- [About this task]: In the entries below, find every line with "collections" and copy it.

- [Supplied material]:
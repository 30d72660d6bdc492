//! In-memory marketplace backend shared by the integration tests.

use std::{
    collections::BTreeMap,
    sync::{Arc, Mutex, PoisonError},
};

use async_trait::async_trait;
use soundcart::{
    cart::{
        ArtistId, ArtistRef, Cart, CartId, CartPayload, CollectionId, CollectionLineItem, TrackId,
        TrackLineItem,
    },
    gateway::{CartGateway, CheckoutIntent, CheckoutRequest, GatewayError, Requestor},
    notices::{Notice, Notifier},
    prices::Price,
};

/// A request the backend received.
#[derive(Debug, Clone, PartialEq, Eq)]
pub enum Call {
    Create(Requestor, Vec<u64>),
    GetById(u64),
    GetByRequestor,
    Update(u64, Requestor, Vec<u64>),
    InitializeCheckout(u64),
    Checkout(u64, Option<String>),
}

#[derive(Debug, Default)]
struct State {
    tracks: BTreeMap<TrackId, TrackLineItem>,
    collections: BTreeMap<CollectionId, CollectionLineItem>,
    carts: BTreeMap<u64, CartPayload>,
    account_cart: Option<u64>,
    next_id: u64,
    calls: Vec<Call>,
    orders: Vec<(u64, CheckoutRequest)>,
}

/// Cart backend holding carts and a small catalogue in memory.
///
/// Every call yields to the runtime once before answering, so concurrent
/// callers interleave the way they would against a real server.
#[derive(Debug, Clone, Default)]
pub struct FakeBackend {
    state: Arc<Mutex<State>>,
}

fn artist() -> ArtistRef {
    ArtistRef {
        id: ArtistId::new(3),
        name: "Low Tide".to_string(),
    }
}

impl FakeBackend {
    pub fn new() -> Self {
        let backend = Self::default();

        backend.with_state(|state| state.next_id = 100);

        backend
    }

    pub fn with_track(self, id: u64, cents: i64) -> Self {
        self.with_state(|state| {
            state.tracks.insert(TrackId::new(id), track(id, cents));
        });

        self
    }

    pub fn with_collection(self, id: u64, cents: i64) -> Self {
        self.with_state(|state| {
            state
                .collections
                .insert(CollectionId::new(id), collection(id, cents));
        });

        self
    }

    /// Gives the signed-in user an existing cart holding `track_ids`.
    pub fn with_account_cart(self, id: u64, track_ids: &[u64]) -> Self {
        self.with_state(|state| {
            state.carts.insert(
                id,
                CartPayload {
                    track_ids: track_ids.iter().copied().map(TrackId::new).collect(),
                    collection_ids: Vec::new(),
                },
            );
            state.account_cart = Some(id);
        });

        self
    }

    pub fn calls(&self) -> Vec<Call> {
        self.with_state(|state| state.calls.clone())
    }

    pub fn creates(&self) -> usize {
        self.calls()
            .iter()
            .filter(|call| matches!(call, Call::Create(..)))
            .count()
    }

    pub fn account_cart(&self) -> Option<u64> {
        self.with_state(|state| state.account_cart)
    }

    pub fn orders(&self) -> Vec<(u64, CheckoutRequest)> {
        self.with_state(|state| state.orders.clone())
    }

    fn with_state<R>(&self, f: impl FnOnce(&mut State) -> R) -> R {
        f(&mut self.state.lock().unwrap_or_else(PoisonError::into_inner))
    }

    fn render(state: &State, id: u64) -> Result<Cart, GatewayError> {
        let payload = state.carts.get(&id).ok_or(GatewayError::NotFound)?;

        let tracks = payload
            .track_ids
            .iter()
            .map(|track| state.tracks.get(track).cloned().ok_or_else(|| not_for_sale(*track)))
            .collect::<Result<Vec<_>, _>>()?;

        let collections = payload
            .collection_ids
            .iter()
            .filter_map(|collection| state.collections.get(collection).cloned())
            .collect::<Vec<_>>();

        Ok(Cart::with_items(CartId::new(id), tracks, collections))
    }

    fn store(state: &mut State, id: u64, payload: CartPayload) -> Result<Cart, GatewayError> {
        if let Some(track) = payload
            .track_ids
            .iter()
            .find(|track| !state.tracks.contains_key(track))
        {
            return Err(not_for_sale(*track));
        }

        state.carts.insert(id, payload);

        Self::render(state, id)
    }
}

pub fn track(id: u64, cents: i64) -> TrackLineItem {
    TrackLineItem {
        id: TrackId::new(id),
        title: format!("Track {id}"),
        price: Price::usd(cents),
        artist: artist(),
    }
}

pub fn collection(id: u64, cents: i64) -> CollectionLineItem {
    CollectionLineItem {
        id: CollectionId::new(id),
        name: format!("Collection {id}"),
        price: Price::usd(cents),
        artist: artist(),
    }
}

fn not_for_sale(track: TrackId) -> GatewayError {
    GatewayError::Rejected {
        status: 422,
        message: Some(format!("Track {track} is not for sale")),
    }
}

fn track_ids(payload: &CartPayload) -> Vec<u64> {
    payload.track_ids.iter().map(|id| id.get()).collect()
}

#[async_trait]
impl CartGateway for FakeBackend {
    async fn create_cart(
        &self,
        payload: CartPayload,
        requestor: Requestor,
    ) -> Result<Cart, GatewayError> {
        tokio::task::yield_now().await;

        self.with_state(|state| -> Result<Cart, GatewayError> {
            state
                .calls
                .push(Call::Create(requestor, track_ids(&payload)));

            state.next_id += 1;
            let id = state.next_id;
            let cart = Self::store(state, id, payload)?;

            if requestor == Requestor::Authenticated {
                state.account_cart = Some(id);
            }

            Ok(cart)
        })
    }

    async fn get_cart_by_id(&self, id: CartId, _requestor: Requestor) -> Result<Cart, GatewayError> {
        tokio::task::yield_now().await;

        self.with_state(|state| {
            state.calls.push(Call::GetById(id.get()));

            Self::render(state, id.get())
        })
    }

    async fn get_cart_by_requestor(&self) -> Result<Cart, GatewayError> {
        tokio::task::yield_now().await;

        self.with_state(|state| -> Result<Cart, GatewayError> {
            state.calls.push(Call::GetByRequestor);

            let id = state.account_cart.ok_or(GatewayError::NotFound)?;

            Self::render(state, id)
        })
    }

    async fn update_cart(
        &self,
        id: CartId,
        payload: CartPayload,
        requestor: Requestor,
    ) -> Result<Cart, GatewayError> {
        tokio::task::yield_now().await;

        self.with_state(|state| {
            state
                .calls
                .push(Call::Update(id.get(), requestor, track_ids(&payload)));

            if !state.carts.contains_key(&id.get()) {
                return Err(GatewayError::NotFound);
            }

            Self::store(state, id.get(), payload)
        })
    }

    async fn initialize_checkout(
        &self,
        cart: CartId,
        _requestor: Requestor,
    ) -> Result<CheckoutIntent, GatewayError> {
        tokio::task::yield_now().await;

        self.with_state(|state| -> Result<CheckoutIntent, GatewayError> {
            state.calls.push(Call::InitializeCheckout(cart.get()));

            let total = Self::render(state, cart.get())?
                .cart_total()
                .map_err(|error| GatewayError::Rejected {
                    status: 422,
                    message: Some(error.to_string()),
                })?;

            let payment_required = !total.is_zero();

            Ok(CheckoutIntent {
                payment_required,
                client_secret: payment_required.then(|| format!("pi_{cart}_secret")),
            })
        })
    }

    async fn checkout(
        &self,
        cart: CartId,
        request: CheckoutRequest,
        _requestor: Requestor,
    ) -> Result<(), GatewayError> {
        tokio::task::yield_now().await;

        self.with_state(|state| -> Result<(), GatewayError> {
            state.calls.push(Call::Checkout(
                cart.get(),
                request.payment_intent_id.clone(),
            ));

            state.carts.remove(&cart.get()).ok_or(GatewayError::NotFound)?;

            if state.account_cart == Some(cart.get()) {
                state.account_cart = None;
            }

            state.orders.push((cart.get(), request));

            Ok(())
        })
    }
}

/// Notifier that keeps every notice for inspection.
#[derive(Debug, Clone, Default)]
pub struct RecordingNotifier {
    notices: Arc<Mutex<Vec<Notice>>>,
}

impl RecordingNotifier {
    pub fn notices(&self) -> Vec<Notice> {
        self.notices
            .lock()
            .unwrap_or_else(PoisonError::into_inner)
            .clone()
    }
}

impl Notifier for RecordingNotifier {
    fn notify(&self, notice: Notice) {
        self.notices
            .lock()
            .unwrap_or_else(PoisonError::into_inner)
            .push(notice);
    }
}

- [Your response]:
    collections::BTreeMap,
    collections: BTreeMap<CollectionId, CollectionLineItem>,
                .collections
        let collections = payload
            .filter_map(|collection| state.collections.get(collection).cloned())
        Ok(Cart::with_items(CartId::new(id), tracks, collections))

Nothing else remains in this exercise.